- Location within Scott County
- Coordinates: 38°37′39″N 100°47′51″W﻿ / ﻿38.62751°N 100.797454°W
- Country: United States
- State: Kansas
- County: Scott
- Established: 1886

Government
- • District 2 County Commissioner: Cody Ellis

Area
- • Total: 118.807 sq mi (307.71 km^{2})
- • Land: 118.807 sq mi (307.71 km^{2})
- • Water: 0 sq mi (0 km^{2}) 0%

Population (2020)
- • Total: 80
- • Density: 0.67/sq mi (0.26/km^{2})
- Time zone: UTC-6 (CST)
- • Summer (DST): UTC-5 (CDT)
- Area code: 620
- GNIS feature ID: 471439

= Michigan Township, Kansas =

Township in Scott County, Kansas, U.S.

Michigan Township is a township in Scott County, Kansas, United States.
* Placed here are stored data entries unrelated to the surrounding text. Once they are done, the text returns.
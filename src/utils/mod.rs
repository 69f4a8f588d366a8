//! Small helpers shared by the publishing pipeline.

use serde_json::Value;

/// Upstream bodies attached to error details are cut to this many bytes.
const MAX_UPSTREAM_BODY: usize = 2048;

/// Lowercase ASCII slug: alphanumeric runs joined by single hyphens.
///
/// Returns `None` when nothing slug-worthy remains (e.g. a non-Latin keyword),
/// leaving slug generation to the publish target.
pub fn slugify(input: &str) -> Option<String> {
    let mut slug = String::with_capacity(input.len());
    let mut pending_hyphen = false;

    for ch in input.chars() {
        if ch.is_ascii_alphanumeric() {
            if pending_hyphen && !slug.is_empty() {
                slug.push('-');
            }
            pending_hyphen = false;
            slug.push(ch.to_ascii_lowercase());
        } else {
            pending_hyphen = true;
        }
    }

    (!slug.is_empty()).then_some(slug)
}

/// Return the first value produced by `extract` over the given JSON pointers,
/// tried in order.
pub fn first_match<T>(
    value: &Value,
    pointers: &[&str],
    extract: impl Fn(&Value) -> Option<T>,
) -> Option<T> {
    pointers
        .iter()
        .filter_map(|pointer| value.pointer(pointer))
        .find_map(extract)
}

/// Non-empty, trimmed string.
pub fn as_text(value: &Value) -> Option<String> {
    value
        .as_str()
        .map(str::trim)
        .filter(|s| !s.is_empty())
        .map(str::to_owned)
}

/// Number, or a string holding one.
pub fn as_number(value: &Value) -> Option<f64> {
    let number: Option<f64> = match value {
        Value::Number(n) => n.as_f64(),
        Value::String(s) => s.trim().parse().ok(),
        _ => None,
    };
    number.filter(|n| n.is_finite())
}

/// Non-negative integer, or a string holding one.
pub fn as_count(value: &Value) -> Option<u64> {
    match value {
        Value::Number(n) => n.as_u64(),
        Value::String(s) => s.trim().parse().ok(),
        _ => None,
    }
}

/// Boolean, also accepting `"true"`/`"false"` and `0`/`1`.
pub fn as_flag(value: &Value) -> Option<bool> {
    match value {
        Value::Bool(b) => Some(*b),
        Value::Number(n) => n.as_u64().map(|n| n != 0),
        Value::String(s) => match s.trim().to_ascii_lowercase().as_str() {
            "true" | "yes" | "1" => Some(true),
            "false" | "no" | "0" => Some(false),
            _ => None,
        },
        _ => None,
    }
}

/// Render an upstream response body for error details: parsed JSON when it is
/// JSON, otherwise the (truncated) text.
pub fn upstream_body(raw: &str) -> Value {
    if let Ok(json) = serde_json::from_str::<Value>(raw) {
        if raw.len() <= MAX_UPSTREAM_BODY {
            return json;
        }
    }

    let mut end = raw.len().min(MAX_UPSTREAM_BODY);
    while !raw.is_char_boundary(end) {
        end -= 1;
    }
    let mut text = raw[..end].to_string();
    if end < raw.len() {
        text.push_str("...");
    }
    Value::String(text)
}

#[cfg(test)]
mod tests {
    use super::*;
    use serde_json::json;

    #[test]
    fn slugify_collapses_separators() {
        assert_eq!(
            slugify("  Best Hotels in Bangkok -- 2026! ").as_deref(),
            Some("best-hotels-in-bangkok-2026")
        );
        assert_eq!(slugify("Café & Spa").as_deref(), Some("caf-spa"));
        assert_eq!(slugify("โรงแรม"), None);
    }

    #[test]
    fn first_match_respects_pointer_order() {
        let value = json!({ "name": "Second", "hotelName": "", "propertyName": "Third" });
        let found = first_match(&value, &["/hotelName", "/name", "/propertyName"], as_text);
        assert_eq!(found.as_deref(), Some("Second"));
    }

    #[test]
    fn first_match_reaches_nested_fields() {
        let value = json!({ "address": { "city": "Lisbon" } });
        assert_eq!(
            first_match(&value, &["/city", "/address/city"], as_text).as_deref(),
            Some("Lisbon")
        );
        assert_eq!(first_match(&value, &["/country"], as_text), None);
    }

    #[test]
    fn scalar_extractors_accept_stringly_values() {
        assert_eq!(as_number(&json!("8.4")), Some(8.4));
        assert_eq!(as_number(&json!(120)), Some(120.0));
        assert_eq!(as_count(&json!("42")), Some(42));
        assert_eq!(as_count(&json!(-1)), None);
        assert_eq!(as_flag(&json!("TRUE")), Some(true));
        assert_eq!(as_flag(&json!(0)), Some(false));
        assert_eq!(as_flag(&json!("maybe")), None);
    }

    #[test]
    fn upstream_body_keeps_json_and_truncates_text() {
        assert_eq!(
            upstream_body(r#"{"error":"boom"}"#),
            json!({ "error": "boom" })
        );

        let long = "x".repeat(MAX_UPSTREAM_BODY + 10);
        let rendered = upstream_body(&long);
        let text = rendered.as_str().unwrap();
        assert_eq!(text.len(), MAX_UPSTREAM_BODY + 3);
        assert!(text.ends_with("..."));
    }
}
As of the 2020 census, its population was 80.

==History==
Michigan Township was established in 1886, as was all townships in Scott County. The township was settled during 1886 and 1887, and settlers founded the town of Zenobia. Zenobia was abandoned shortly after in 1891.

==Geography==
Michigan Township covers an area of 118.807 square miles (307.71 square kilometers). West Salt Creek flows through it.